Iconic 'Pee-Chee' folders reimagined with familiar scenes of police brutality
The center of Patrick Martinez’s art studio is occupied by large wooden panels reminiscent of the school folders he once used as student.
From afar, the panels look like giant Pee-Chee folders, the same type that American students have been using to carry their homework in since the 1940s. The original Pee-Chee folders featured drawings of athletes emblazoned on peach-and-yellow colored covers. But Martinez’s version are decorated with a much different type of American scene.
“I’m taking situations where police have gunned down youth,” Martinez told me in his studio in South Los Angeles.
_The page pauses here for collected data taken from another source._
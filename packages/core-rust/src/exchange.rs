use std::collections::BTreeMap;

use uuid::Uuid;

use crate::error::ExchangeError;
use crate::types::Value;

/// Header carrying the id of the saga an exchange belongs to.
pub const SAGA_LONG_RUNNING_ACTION: &str = "Long-Running-Action";

/// Message context flowing through processors.
///
/// Carries a body, headers (copied to outbound messages), properties (local
/// to this exchange) and an exception slot. The mediation layer reads and
/// writes well-known headers but never interprets the body.
#[derive(Debug, Clone, PartialEq)]
pub struct Exchange {
    id: String,
    /// Message payload.
    pub body: Value,
    headers: BTreeMap<String, Value>,
    properties: BTreeMap<String, Value>,
    exception: Option<ExchangeError>,
}

impl Exchange {
    /// Creates an empty exchange with a fresh id.
    #[must_use]
    pub fn new() -> Self {
        Self::with_body(Value::Null)
    }

    /// Creates an exchange with a fresh id and the given body.
    pub fn with_body(body: impl Into<Value>) -> Self {
        Self {
            id: Uuid::new_v4().to_string(),
            body: body.into(),
            headers: BTreeMap::new(),
            properties: BTreeMap::new(),
            exception: None,
        }
    }

    /// Unique id of this exchange.
    #[must_use]
    pub fn id(&self) -> &str {
        &self.id
    }

    /// Looks up a header.
    #[must_use]
    pub fn header(&self, name: &str) -> Option<&Value> {
        self.headers.get(name)
    }

    /// Sets a header, returning the previous value.
    pub fn set_header(&mut self, name: impl Into<String>, value: impl Into<Value>) -> Option<Value> {
        self.headers.insert(name.into(), value.into())
    }

    /// Removes a header, returning its value.
    pub fn remove_header(&mut self, name: &str) -> Option<Value> {
        self.headers.remove(name)
    }

    /// All headers in key order.
    #[must_use]
    pub fn headers(&self) -> &BTreeMap<String, Value> {
        &self.headers
    }

    /// Builder-style header setter.
    #[must_use]
    pub fn header_with(mut self, name: impl Into<String>, value: impl Into<Value>) -> Self {
        self.set_header(name, value);
        self
    }

    /// Looks up a property.
    #[must_use]
    pub fn property(&self, name: &str) -> Option<&Value> {
        self.properties.get(name)
    }

    /// Sets a property, returning the previous value.
    pub fn set_property(
        &mut self,
        name: impl Into<String>,
        value: impl Into<Value>,
    ) -> Option<Value> {
        self.properties.insert(name.into(), value.into())
    }

    /// The recorded failure, if any.
    #[must_use]
    pub fn exception(&self) -> Option<&ExchangeError> {
        self.exception.as_ref()
    }

    /// Records a failure on the exchange.
    pub fn set_exception(&mut self, error: ExchangeError) {
        self.exception = Some(error);
    }

    /// Clears and returns the recorded failure.
    pub fn take_exception(&mut self) -> Option<ExchangeError> {
        self.exception.take()
    }

    /// `true` when a failure has been recorded.
    #[must_use]
    pub fn is_failed(&self) -> bool {
        self.exception.is_some()
    }

    /// The saga id bound to this exchange, if any.
    #[must_use]
    pub fn saga_id(&self) -> Option<&str> {
        self.header(SAGA_LONG_RUNNING_ACTION).and_then(Value::as_str)
    }
}

impl Default for Exchange {
    fn default() -> Self {
        Self::new()
    }
}

#[cfg(test)]
mod tests {
    use super::*;

    #[test]
    fn ids_are_unique() {
        assert_ne!(Exchange::new().id(), Exchange::new().id());
    }

    #[test]
    fn headers_and_properties_are_separate() {
        let mut ex = Exchange::with_body("payload").header_with("h", 1_i64);
        ex.set_property("h", "prop");
        assert_eq!(ex.header("h"), Some(&Value::Int(1)));
        assert_eq!(ex.property("h"), Some(&Value::from("prop")));
        assert_eq!(ex.remove_header("h"), Some(Value::Int(1)));
        assert!(ex.header("h").is_none());
    }

    #[test]
    fn exception_slot_round_trip() {
        let mut ex = Exchange::new();
        assert!(!ex.is_failed());
        ex.set_exception(ExchangeError::io("broken pipe"));
        assert!(ex.is_failed());
        let err = ex.take_exception().unwrap();
        assert_eq!(err.message, "broken pipe");
        assert!(!ex.is_failed());
    }

    #[test]
    fn saga_id_reads_long_running_action_header() {
        let ex = Exchange::new().header_with(SAGA_LONG_RUNNING_ACTION, "saga-1");
        assert_eq!(ex.saga_id(), Some("saga-1"));
    }
}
Martinez, 35, has appropriated the idyllic Americana scenes and reimagined them with images of police officers moments before they killed Oscar Grant, Laquan McDonald and Sandra Bland. His work includes other controversial scenes of police using excessive force, like the UC Davis officer pepper-spraying a group of students at close range, or a young undocumented woman in a cap and gown being arrested by police officers.
The contemporary mixed media artist says his work “is about honoring people who have been mistreated or have lost their lives” in altercations with the police. He says he wants to freeze those images “in a fine arts context.”
In one of Martinez’s most recognizable paintings he illustrated a black man getting wrestled to the ground in a choke hold by a white male. At quick glance, the striking image of two men wrestling feels similar to the sports scenes on the traditional folders, but at closer glance it’s recognizable as a scene millions of us have seen on YouTube: The police attack on Eric Garner.